The Summer of Artsploitation
It’s going to be a hot summer for Artsploitation fans. Over the next few months, new releases include Rondo on June 4th, Blood Paradise on July 16th, and The Devil’s Playground on August 6th.
RONDO – JUNE 4TH
Twisted, kinky and violent, Rondo is a highly stylized pulp noir revenge/murder melodrama that relishes in the dark underbelly of civility. Troubled war vet Paul (Luke Sorge) is told by a psychiatrist that sex may be the solution to his dependency and drinking problems. She sends him to an apartment where he is to release his tensions by having sex with a beautiful young woman, all under the encouraging eyes of the woman’s husband. But deception is the name of the game as Paul and eventually his sister, are sucked into a bizarre criminal underworld where sex and murder are daily specials and revenge is served piping hot. Part black comedy, part slasher and part homage to the seedy films of 1970s grindhouse cinema, writer/director Drew Barnhardt has created a wholly unique American Indie.

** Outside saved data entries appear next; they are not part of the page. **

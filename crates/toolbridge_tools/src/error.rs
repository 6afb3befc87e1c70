//! Error types for tool registration, validation and execution.

use thiserror::Error;
use toolbridge_http::HttpError;

/// Errors that can occur during tool execution.
///
/// The [`ToolExecutor`](crate::ToolExecutor) converts every variant into a
/// failed [`ToolResult`](crate::ToolResult); none of them reach its caller.
#[derive(Debug, Error)]
pub enum ToolError {
    /// Arguments did not match the tool's input schema.
    #[error("Input validation error: {0}")]
    Validation(#[from] ValidationError),

    /// Error during parameter deserialization or parsing.
    #[error("Parameter error: {0}")]
    ParameterError(String),

    /// Error raised by the tool implementation.
    #[error("Execution error: {0}")]
    ExecutionError(String),

    /// The tool is not registered.
    #[error("Tool '{0}' not found")]
    NotFound(String),

    /// The tool specification cannot be executed as configured.
    #[error("Configuration error: {0}")]
    Configuration(String),

    /// The HTTP call failed after exhausting retries.
    #[error("Execution error: {0}")]
    Http(#[from] HttpError),

    /// JSON serialization/deserialization error.
    #[error("Serialization error: {0}")]
    SerializationError(#[from] serde_json::Error),
}

impl ToolError {
    /// Creates a [`ParameterError`](Self::ParameterError).
    pub fn parameter_error(msg: impl Into<String>) -> Self {
        Self::ParameterError(msg.into())
    }

    /// Creates an [`ExecutionError`](Self::ExecutionError).
    pub fn execution_error(msg: impl Into<String>) -> Self {
        Self::ExecutionError(msg.into())
    }

    /// Creates a [`Configuration`](Self::Configuration) error.
    pub fn configuration(msg: impl Into<String>) -> Self {
        Self::Configuration(msg.into())
    }
}

/// Schema mismatch found by the structural validator.
///
/// Collects every problem found in one pass.
#[derive(Debug, Clone, PartialEq, Eq, Error)]
#[error("{}", .problems.join("; "))]
pub struct ValidationError {
    /// Individual problems, in schema order.
    pub problems: Vec<String>,
}

impl ValidationError {
    /// Creates an error with a single problem.
    pub fn new(problem: impl Into<String>) -> Self {
        Self {
            problems: vec![problem.into()],
        }
    }
}

/// Errors raised by [`ToolRegistry`](crate::ToolRegistry) mutations and lookups.
#[derive(Debug, Clone, PartialEq, Eq, Error)]
pub enum RegistrationError {
    /// A tool with this name is already registered.
    #[error("Tool '{0}' is already registered")]
    AlreadyRegistered(String),

    /// No tool with this name is registered.
    #[error("Tool '{0}' not found")]
    NotFound(String),

    /// The tool does not expose the required capability set.
    #[error("Tool '{name}' cannot be registered: {reason}")]
    MissingCapability {
        /// Offending tool name (may be empty).
        name: String,
        /// What is missing.
        reason: String,
    },
}
//! Secret reference resolution.

/// Resolves a `secret_ref` to the credential value.
///
/// `${NAME}` reads the environment variable `NAME`; an unset variable
/// yields an empty credential and a warning. Any other string is used as a
/// literal secret. `None` yields an empty credential.
#[must_use]
pub fn resolve_secret(secret_ref: Option<&str>) -> String {
    let Some(reference) = secret_ref else {
        return String::new();
    };

    match env_reference(reference) {
        Some(var) => std::env::var(var).unwrap_or_else(|_| {
            tracing::warn!(env_var = var, "secret reference is not set, sending empty credential");
            String::new()
        }),
        None => reference.to_string(),
    }
}

fn env_reference(reference: &str) -> Option<&str> {
    reference
        .strip_prefix("${")
        .and_then(|rest| rest.strip_suffix('}'))
        .filter(|var| !var.is_empty())
}
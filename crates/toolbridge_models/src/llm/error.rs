//! Error types for LLM generation operations.

use core::time::Duration;

/// Errors for structured output extraction.
#[derive(Debug, thiserror::Error)]
pub enum ExtractionError {
    /// No content found in response to extract.
    #[error("no content found in response")]
    NoContent,

    /// Failed to deserialize the extracted data.
    #[error("failed to deserialize extracted data: {0}")]
    Deserialization(#[from] serde_json::Error),

    /// Failed to serialize the schema.
    #[error("failed to serialize schema: {0}")]
    SchemaSerializationError(String),

    /// Underlying generation request failed.
    #[error("generation failed: {0}")]
    GenerationError(#[from] GenerationError),
}

/// Errors for LLM generation operations.
#[derive(Debug, thiserror::Error)]
pub enum GenerationError {
    /// Http error (e.g.: connection error, timeout, etc.)
    #[error("http error: {0}")]
    Http(String),

    /// JSON serialization/deserialization error.
    #[error("json error: {0}")]
    Json(#[from] serde_json::Error),

    /// Authentication failed.
    #[error("authentication failed: {0}")]
    Auth(String),

    /// Rate limited by the provider.
    #[error("rate limited{}", .retry_after.map(|d| format!(", retry after {d:?}")).unwrap_or_default())]
    RateLimited {
        /// Suggested time to wait before retrying.
        retry_after: Option<Duration>,
    },

    /// Error building the request.
    #[error("invalid request: {0}")]
    InvalidRequest(String),

    /// Error parsing the response.
    #[error("invalid response: {0}")]
    InvalidResponse(String),

    /// Request contains content that the provider does not support.
    #[error("unsupported content: {0}")]
    UnsupportedContent(String),

    /// The model refused to fulfill the request (e.g. content policy).
    #[error("model refused the request: {0}")]
    Refusal(String),

    /// Error returned by the model provider.
    #[error("provider error: {message}")]
    Provider {
        /// HTTP status code if available.
        status: Option<u16>,
        /// Error message.
        message: String,
        /// The underlying error source.
        #[source]
        source: Option<Box<dyn std::error::Error + Send + Sync>>,
    },
}
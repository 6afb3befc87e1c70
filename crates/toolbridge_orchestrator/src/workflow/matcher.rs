//! Attributing a generated request to one of the candidate tools.

use toolbridge_http::HttpRequestSpec;

/// Name reported when there are no candidates.
pub const UNKNOWN_TOOL: &str = "unknown";

/// Decides which candidate tool a generated request belongs to.
pub trait ToolMatcher: Send + Sync + 'static {
    /// Returns the name of the matched tool.
    fn match_tool(&self, request: &HttpRequestSpec, candidates: &[String]) -> String;
}

/// Matches tool-name keywords against the request URL.
///
/// Name parts split on `_` and longer than three characters are searched
/// for in the lowercased URL. Without a hit, a lone candidate wins, then
/// the first one.
#[derive(Debug, Clone, Copy, Default)]
pub struct UrlKeywordMatcher;

impl ToolMatcher for UrlKeywordMatcher {
    fn match_tool(&self, request: &HttpRequestSpec, candidates: &[String]) -> String {
        let Some(first) = candidates.first() else {
            tracing::warn!("no candidate tools to match against");
            return UNKNOWN_TOOL.to_string();
        };

        let url = request.url.to_lowercase();
        for name in candidates {
            let lowered = name.to_lowercase();
            if let Some(part) = lowered
                .split('_')
                .find(|part| part.len() > 3 && url.contains(part))
            {
                tracing::info!(tool = %name, keyword = part, "matched tool by URL keyword");
                return name.clone();
            }
        }

        if candidates.len() == 1 {
            tracing::info!(tool = %first, "single candidate selected");
        } else {
            tracing::warn!(tool = %first, "no keyword match, defaulting to first candidate");
        }
        first.clone()
    }
}

#[cfg(test)]
mod tests {
    use super::*;
    use toolbridge_http::HttpMethod;

    fn request(url: &str) -> HttpRequestSpec {
        HttpRequestSpec::new(HttpMethod::Get, url)
    }

    fn names(names: &[&str]) -> Vec<String> {
        names.iter().map(ToString::to_string).collect()
    }

    #[test]
    fn keyword_in_url_wins() {
        let candidates = names(&["get_stock_quote", "get_weather_forecast"]);
        let matched = UrlKeywordMatcher
            .match_tool(&request("https://api.WEATHER.example.com/v1"), &candidates);
        assert_eq!(matched, "get_weather_forecast");
    }

    #[test]
    fn short_parts_are_ignored() {
        // "get" appears in the URL but is too short to count.
        let candidates = names(&["get_stock_quote", "get_news"]);
        let matched = UrlKeywordMatcher.match_tool(&request("https://example.com/news/get"), &candidates);
        assert_eq!(matched, "get_news");

        let matched = UrlKeywordMatcher.match_tool(&request("https://example.com/get"), &candidates);
        assert_eq!(matched, "get_stock_quote");
    }

    #[test]
    fn single_candidate_is_selected() {
        let matched = UrlKeywordMatcher
            .match_tool(&request("https://www.alphavantage.co/query"), &names(&["get_stock_quote"]));
        assert_eq!(matched, "get_stock_quote");
    }

    #[test]
    fn no_candidates_is_unknown() {
        assert_eq!(UrlKeywordMatcher.match_tool(&request("https://x.io"), &[]), UNKNOWN_TOOL);
    }
}
//! Building config-backed tools from specs, JSON values, strings and files.

use crate::api::ApiTool;
use crate::error::{RegistrationError, ToolError};
use crate::registry::ToolRegistry;
use crate::schema::{JsonType, PropertySchema, ToolSchema};
use crate::spec::{ApiConfig, AuthConfig, FieldMapping, ToolSpec};
use serde_json::Value;
use std::path::Path;
use thiserror::Error;
use toolbridge_http::HttpClientService;

/// Errors raised while loading or registering a tool spec.
#[derive(Debug, Error)]
pub enum FactoryError {
    /// The spec file could not be read.
    #[error("failed to read tool spec: {0}")]
    Io(#[from] std::io::Error),

    /// The spec document is malformed.
    #[error("invalid tool spec JSON: {0}")]
    Json(#[from] serde_json::Error),

    /// The spec parsed but cannot be used.
    #[error("{0}")]
    Configuration(#[from] ToolError),

    /// The registry refused the tool.
    #[error("{0}")]
    Registration(#[from] RegistrationError),
}

/// Creates [`ApiTool`]s that share one [`HttpClientService`].
#[derive(Debug, Clone, Default)]
pub struct ToolFactory {
    http: HttpClientService,
}

impl ToolFactory {
    /// Creates a factory whose tools use `http`.
    #[must_use]
    pub fn new(http: HttpClientService) -> Self {
        Self { http }
    }

    /// Validates a spec and wraps it in an [`ApiTool`].
    ///
    /// # Errors
    ///
    /// Returns [`FactoryError::Configuration`] if the spec is invalid or
    /// disabled.
    pub fn create_from_spec(&self, spec: ToolSpec) -> Result<ApiTool, FactoryError> {
        spec.validate()?;
        if !spec.enabled {
            return Err(ToolError::configuration(format!("tool '{}' is disabled", spec.name)).into());
        }
        tracing::info!(tool = %spec.name, version = spec.version, "creating tool from spec");
        Ok(ApiTool::new(spec, self.http.clone()))
    }

    /// Parses a spec from a JSON value.
    ///
    /// # Errors
    ///
    /// Returns [`FactoryError::Json`] if the value is not a valid spec, plus
    /// the errors of [`create_from_spec`](Self::create_from_spec).
    pub fn create_from_value(&self, value: Value) -> Result<ApiTool, FactoryError> {
        self.create_from_spec(serde_json::from_value(value)?)
    }

    /// Parses a spec from a JSON string.
    ///
    /// # Errors
    ///
    /// See [`create_from_value`](Self::create_from_value).
    pub fn create_from_json_str(&self, json: &str) -> Result<ApiTool, FactoryError> {
        self.create_from_spec(serde_json::from_str(json)?)
    }

    /// Reads a spec from a JSON file.
    ///
    /// # Errors
    ///
    /// Returns [`FactoryError::Io`] if the file cannot be read, plus the
    /// errors of [`create_from_json_str`](Self::create_from_json_str).
    pub fn create_from_json_file(&self, path: impl AsRef<Path>) -> Result<ApiTool, FactoryError> {
        let contents = std::fs::read_to_string(path)?;
        self.create_from_json_str(&contents)
    }

    /// Creates a tool from `spec` and registers it.
    ///
    /// # Errors
    ///
    /// Returns the errors of [`create_from_spec`](Self::create_from_spec) and
    /// [`FactoryError::Registration`] if the name is taken.
    pub fn register_config_tool(
        &self,
        registry: &ToolRegistry,
        spec: ToolSpec,
    ) -> Result<(), FactoryError> {
        let tool = self.create_from_spec(spec)?;
        registry.register(tool)?;
        Ok(())
    }
}

/// The Alpha Vantage `GLOBAL_QUOTE` stock quote tool.
///
/// Reads its key from `${ALPHA_VANTAGE_API_KEY}`.
#[must_use]
pub fn example_stock_quote_spec() -> ToolSpec {
    let api = ApiConfig::new("https://www.alphavantage.co/query")
        .param("function", "GLOBAL_QUOTE")
        .auth(AuthConfig::api_key_query("apikey", "${ALPHA_VANTAGE_API_KEY}"))
        .timeout(30.0);

    let input = ToolSchema::object().required_property(
        "symbol",
        PropertySchema::new(JsonType::String)
            .with_description("Stock ticker symbol (e.g., IBM, AAPL)"),
    );

    let output = ToolSchema::object()
        .required_property("symbol", PropertySchema::new(JsonType::String))
        .required_property("price", PropertySchema::new(JsonType::Number))
        .property("change", PropertySchema::new(JsonType::Number))
        .property("change_percent", PropertySchema::new(JsonType::String))
        .property("volume", PropertySchema::new(JsonType::Integer))
        .property("latest_trading_day", PropertySchema::new(JsonType::String));

    let mapping = FieldMapping::default()
        .param("symbol", "symbol")
        .response_path("Global Quote")
        .output("symbol", "01. symbol")
        .output("price", "05. price")
        .output("change", "09. change")
        .output("change_percent", "10. change percent")
        .output("volume", "06. volume")
        .output("latest_trading_day", "07. latest trading day");

    ToolSpec::new(
        "get_stock_quote",
        "Get real-time stock quote from Alpha Vantage API",
        api,
    )
    .with_input_schema(input)
    .with_output_schema(output)
    .with_mapping(mapping)
    .with_tag("finance")
    .with_tag("stocks")
    .with_tag("market-data")
}

#[cfg(test)]
mod tests {
    use super::*;
    use crate::spec::AuthMethod;
    use crate::tool::Tool;

    #[test]
    fn stock_quote_spec_is_complete() {
        let spec = example_stock_quote_spec();
        assert_eq!(spec.name, "get_stock_quote");
        assert_eq!(spec.api.params["function"], "GLOBAL_QUOTE");
        assert_eq!(spec.api.auth.method, AuthMethod::ApiKeyQuery);
        assert_eq!(spec.mapping.response_path.as_deref(), Some("Global Quote"));
        assert_eq!(spec.mapping.response_to_output["price"], "05. price");
        assert_eq!(spec.output_schema.properties.len(), 6);
        assert!(spec.validate().is_ok());
    }

    #[test]
    fn creates_from_each_source() {
        let factory = ToolFactory::default();
        let document = serde_json::to_value(example_stock_quote_spec()).unwrap();

        let from_value = factory.create_from_value(document.clone()).unwrap();
        let from_str = factory.create_from_json_str(&document.to_string()).unwrap();
        assert_eq!(from_value.definition(), from_str.definition());

        let path = std::env::temp_dir().join(format!("toolbridge-spec-{}.json", std::process::id()));
        std::fs::write(&path, document.to_string()).unwrap();
        let from_file = factory.create_from_json_file(&path).unwrap();
        std::fs::remove_file(&path).ok();
        assert_eq!(from_file.spec().name, "get_stock_quote");
    }

    #[test]
    fn refuses_bad_specs() {
        let factory = ToolFactory::default();

        let mut disabled = example_stock_quote_spec();
        disabled.enabled = false;
        assert!(matches!(
            factory.create_from_spec(disabled),
            Err(FactoryError::Configuration(ToolError::Configuration(_)))
        ));

        let blank = ToolSpec::new("blank", "", ApiConfig::new(""));
        assert!(matches!(factory.create_from_spec(blank), Err(FactoryError::Configuration(_))));

        assert!(matches!(factory.create_from_json_str("{"), Err(FactoryError::Json(_))));
        assert!(matches!(
            factory.create_from_json_file("/definitely/not/here.json"),
            Err(FactoryError::Io(_))
        ));
    }

    #[test]
    fn registration_conflicts_surface() {
        let factory = ToolFactory::default();
        let registry = ToolRegistry::new();
        factory.register_config_tool(&registry, example_stock_quote_spec()).unwrap();
        assert!(matches!(
            factory.register_config_tool(&registry, example_stock_quote_spec()),
            Err(FactoryError::Registration(RegistrationError::AlreadyRegistered(_)))
        ));
    }
}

BLOOD PARADISE – JULY 16TH
Unpredictable and at times drenched in sly humor, this thriller is Patrick von Barkenberg’s film debut. Reeling after her latest novel flops, best-selling crime writer Robin Richards (Andréa Winter) is sent by her publisher to the Swedish countryside to regain inspiration. Instead of relaxation, she comes across an assortment of peculiar and possibly dangerous characters, including her driver and most obsessive fan, his explosively jealous wife, and the progressively more unhinged man who owns the farm. The beautiful and stylish young woman soon discovers just how dangerous these oddballs may be. Think “Green Acres” as directed by Jordan Peele.
THE DEVIL’S PLAYGROUND – AUGUST 6TH
This Australian film classic, the feature film debut of Fred Schepisi (Roxanne, A Cry in the Dark), is a semi-autobiographical drama of a 13-year-old boy’s struggles at a Catholic seminary in the 1950s. Tom (Simon Burke) is a student gripped with Catholic guilt as he struggles with his nascent sexual yearning and his divine calling. The seminary, run by a group of Brothers also torn between their vows and human desire, follows a harsh code of religious discipline. The boys are lorded over by the obsessively watchful eye of Brother Francine (Arthur Dignam), who prowls the halls looking for evidence of “the undisciplined mind.” A lyrical, mordantly funny memory film about the age-old struggles of mind, body and spirit. This re-release is being presented in a brand-new high definition transfer.